[Opening Material shown section]

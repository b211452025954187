//! Speech backend trait: an engine-agnostic interface for saying one
//! utterance and waiting for it to finish.
//!
//! The [`AlertController`](crate::alert::AlertController) owns a
//! `Box<dyn SpeechBackend>` so that engines can be swapped (or mocked in
//! tests) without touching the alert state machine.
//!
//! ## Backend implementations
//!
//! | Module      | Engine | Feature |
//! |-------------|--------|---------|
//! | `native`    | Platform speech engine via the `tts` crate | `tts` |
//! | [`command`] | `espeak-ng`, `espeak`, `say` or `spd-say` run as a child process | always |
//!
//! [`detect`] prefers the native engine when it is compiled in and no
//! speech program was named explicitly, and falls back to the command
//! backend.

pub mod command;
#[cfg(feature = "tts")]
pub mod native;

pub use command::{CommandSpeechBackend, SpeechProgram};
#[cfg(feature = "tts")]
pub use native::TtsCrateBackend;

use sonar_core::{DEFAULT_SPEECH_RATE, Settings};

use crate::cancel::CancellationToken;
use crate::error::VoiceError;

// ── Shared types ───────────────────────────────────────────────────

/// How a wait for an utterance ended.
#[derive(Debug, Clone, Copy, PartialEq, Eq)]
pub enum UtteranceOutcome {
    /// The engine finished speaking.
    Completed,

    /// The wait was cut short by cancellation.
    Interrupted,
}

/// Speech engine configuration.
#[derive(Debug, Clone, PartialEq, Eq)]
pub struct SpeechConfig {
    /// Words per minute.
    pub rate: u32,

    /// Program to run instead of probing the usual candidates.
    pub program: Option<String>,
}

impl SpeechConfig {
    #[must_use]
    pub fn from_settings(settings: &Settings) -> Self {
        Self {
            rate: settings.effective_speech_rate(),
            program: settings.speech_program.clone(),
        }
    }
}

impl Default for SpeechConfig {
    fn default() -> Self {
        Self {
            rate: DEFAULT_SPEECH_RATE,
            program: None,
        }
    }
}

// ── Backend trait ──────────────────────────────────────────────────

/// Backend-agnostic text-to-speech engine.
///
/// Only `Send` is required: the controller keeps the backend behind a
/// mutex and at most one thread drives it at a time.
pub trait SpeechBackend: Send {
    /// Short engine name for logs and status output.
    fn name(&self) -> &str;

    /// Begin speaking `text`. Any utterance still in progress is abandoned.
    fn say(&mut self, text: &str) -> Result<(), VoiceError>;

    /// Block until the current utterance ends or `cancel` is set.
    ///
    /// Returns `Completed` immediately when nothing is being spoken.
    fn run_until_done(
        &mut self,
        cancel: &CancellationToken,
    ) -> Result<UtteranceOutcome, VoiceError>;
}

// ── Probing ────────────────────────────────────────────────────────

/// Pick a speech backend for `config`.
pub fn detect(config: &SpeechConfig) -> Result<Box<dyn SpeechBackend>, VoiceError> {
    #[cfg(feature = "tts")]
    if config.program.is_none() {
        match native::TtsCrateBackend::new(config) {
            Ok(backend) => return Ok(Box::new(backend)),
            Err(e) => {
                tracing::info!(error = %e, "Native speech engine unavailable, trying speech programs");
            }
        }
    }

    CommandSpeechBackend::detect(config).map(|backend| Box::new(backend) as Box<dyn SpeechBackend>)
}
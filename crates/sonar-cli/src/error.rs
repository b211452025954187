//! CLI-specific error types and mappings.
//!
//! This module provides the CLI error type and the mappings from core errors
//! to exit codes and user-facing messages.

use sonar_core::{DetectError, SettingsError, TrainingError};
use thiserror::Error;

/// CLI-specific error type.
#[derive(Debug, Error)]
pub enum CliError {
    /// The signal text did not parse.
    #[error("{0}")]
    Input(String),

    /// The dataset could not be read.
    #[error("Dataset error: {0}")]
    Dataset(String),

    /// No trained model.
    #[error("{0}")]
    ModelUnavailable(String),

    /// Configuration error.
    #[error("Configuration error: {0}")]
    Config(String),

    /// IO error (terminal input, socket bind).
    #[error("IO error: {0}")]
    Io(String),

    /// Web server failure.
    #[error("Server error: {0}")]
    Server(String),

    /// Anything else.
    #[error("{0}")]
    Other(String),
}

impl CliError {
    /// Map error to appropriate exit code.
    ///
    /// Exit codes follow Unix conventions:
    /// - 0: Success
    /// - 1: General error
    /// - 64-78: Reserved for specific error categories (see sysexits.h)
    pub const fn exit_code(&self) -> i32 {
        match self {
            Self::Input(_) => 65,            // EX_DATAERR
            Self::Dataset(_) => 66,          // EX_NOINPUT
            Self::ModelUnavailable(_) => 69, // EX_UNAVAILABLE
            Self::Io(_) => 74,               // EX_IOERR
            Self::Config(_) => 78,           // EX_CONFIG
            Self::Server(_) | Self::Other(_) => 1,
        }
    }
}

impl From<DetectError> for CliError {
    fn from(err: DetectError) -> Self {
        match err {
            DetectError::Input(input) => Self::Input(input.to_string()),
            DetectError::ModelUnavailable(reason) => Self::ModelUnavailable(reason),
        }
    }
}

impl From<TrainingError> for CliError {
    fn from(err: TrainingError) -> Self {
        match err {
            TrainingError::Dataset(_) => Self::Dataset(err.to_string()),
            TrainingError::Model(model) => Self::Other(format!("Training failed: {model}")),
        }
    }
}

impl From<SettingsError> for CliError {
    fn from(err: SettingsError) -> Self {
        Self::Config(err.to_string())
    }
}

impl From<std::io::Error> for CliError {
    fn from(err: std::io::Error) -> Self {
        Self::Io(err.to_string())
    }
}

impl From<serde_json::Error> for CliError {
    fn from(err: serde_json::Error) -> Self {
        Self::Other(format!("Failed to encode JSON: {err}"))
    }
}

[Closing Material shown section]

• Task goal
Across all the entries above, how many lines hold the word "mappings"? Answer with the number only.

• Response
2